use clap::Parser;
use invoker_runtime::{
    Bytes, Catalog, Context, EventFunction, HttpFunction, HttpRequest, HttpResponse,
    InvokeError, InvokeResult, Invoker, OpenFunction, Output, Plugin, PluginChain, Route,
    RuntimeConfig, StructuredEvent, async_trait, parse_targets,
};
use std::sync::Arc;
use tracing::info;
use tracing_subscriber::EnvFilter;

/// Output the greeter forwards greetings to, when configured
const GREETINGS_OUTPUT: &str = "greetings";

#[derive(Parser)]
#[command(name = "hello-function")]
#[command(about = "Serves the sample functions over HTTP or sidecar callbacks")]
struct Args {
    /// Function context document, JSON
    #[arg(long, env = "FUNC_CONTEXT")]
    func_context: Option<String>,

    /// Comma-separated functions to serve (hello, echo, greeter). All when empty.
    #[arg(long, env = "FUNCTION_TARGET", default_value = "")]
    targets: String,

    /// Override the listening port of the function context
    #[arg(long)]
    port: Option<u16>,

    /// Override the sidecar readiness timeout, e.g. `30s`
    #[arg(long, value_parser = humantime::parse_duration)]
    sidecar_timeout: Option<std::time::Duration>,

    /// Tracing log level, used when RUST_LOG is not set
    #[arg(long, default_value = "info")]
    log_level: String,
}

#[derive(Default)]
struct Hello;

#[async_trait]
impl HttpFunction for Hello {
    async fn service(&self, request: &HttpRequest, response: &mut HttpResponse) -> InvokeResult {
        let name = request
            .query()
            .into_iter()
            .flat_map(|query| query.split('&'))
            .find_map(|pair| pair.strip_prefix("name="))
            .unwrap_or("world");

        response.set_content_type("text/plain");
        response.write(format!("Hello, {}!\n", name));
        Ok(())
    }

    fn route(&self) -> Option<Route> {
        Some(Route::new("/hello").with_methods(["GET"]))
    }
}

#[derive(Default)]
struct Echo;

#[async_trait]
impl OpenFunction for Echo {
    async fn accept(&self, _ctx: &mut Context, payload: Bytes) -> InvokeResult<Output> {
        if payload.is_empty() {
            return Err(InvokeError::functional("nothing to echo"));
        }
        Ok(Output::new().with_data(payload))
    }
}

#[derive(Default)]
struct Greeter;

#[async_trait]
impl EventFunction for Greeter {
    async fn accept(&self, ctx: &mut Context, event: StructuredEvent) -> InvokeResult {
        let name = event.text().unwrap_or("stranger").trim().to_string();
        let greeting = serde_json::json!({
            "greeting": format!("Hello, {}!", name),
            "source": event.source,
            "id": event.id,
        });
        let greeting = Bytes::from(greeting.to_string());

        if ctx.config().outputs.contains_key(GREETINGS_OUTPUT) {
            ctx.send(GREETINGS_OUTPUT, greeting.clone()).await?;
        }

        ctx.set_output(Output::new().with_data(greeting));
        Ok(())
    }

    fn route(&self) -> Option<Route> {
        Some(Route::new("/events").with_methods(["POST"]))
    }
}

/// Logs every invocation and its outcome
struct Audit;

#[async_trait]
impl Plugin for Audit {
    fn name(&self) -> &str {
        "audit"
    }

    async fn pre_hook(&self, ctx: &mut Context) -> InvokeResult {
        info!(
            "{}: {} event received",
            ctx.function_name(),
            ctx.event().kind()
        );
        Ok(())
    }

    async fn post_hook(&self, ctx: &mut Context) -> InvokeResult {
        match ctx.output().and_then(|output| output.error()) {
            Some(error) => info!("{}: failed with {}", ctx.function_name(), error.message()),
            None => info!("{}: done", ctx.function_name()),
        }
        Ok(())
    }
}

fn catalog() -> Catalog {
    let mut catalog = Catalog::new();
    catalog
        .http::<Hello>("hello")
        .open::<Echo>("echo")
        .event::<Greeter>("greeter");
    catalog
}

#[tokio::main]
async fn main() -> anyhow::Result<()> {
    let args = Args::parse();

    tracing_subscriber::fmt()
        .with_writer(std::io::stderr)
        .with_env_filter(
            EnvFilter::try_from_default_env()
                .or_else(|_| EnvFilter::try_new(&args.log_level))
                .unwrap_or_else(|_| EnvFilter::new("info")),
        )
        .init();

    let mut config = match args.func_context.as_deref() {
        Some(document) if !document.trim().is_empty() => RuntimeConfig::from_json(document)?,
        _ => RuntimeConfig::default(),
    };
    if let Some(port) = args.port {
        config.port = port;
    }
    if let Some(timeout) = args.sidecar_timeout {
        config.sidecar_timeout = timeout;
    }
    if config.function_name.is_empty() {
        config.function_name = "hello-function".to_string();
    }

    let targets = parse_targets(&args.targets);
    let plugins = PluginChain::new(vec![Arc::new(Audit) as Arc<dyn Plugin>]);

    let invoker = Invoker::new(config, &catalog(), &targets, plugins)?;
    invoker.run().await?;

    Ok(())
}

**Exercise**. Which of the lines in the data hold the string "PluginChain"? Report each of them by copying it.

**Response**.
    InvokeError, InvokeResult, Invoker, OpenFunction, Output, Plugin, PluginChain, Route,
    let plugins = PluginChain::new(vec![Arc::new(Audit) as Arc<dyn Plugin>]);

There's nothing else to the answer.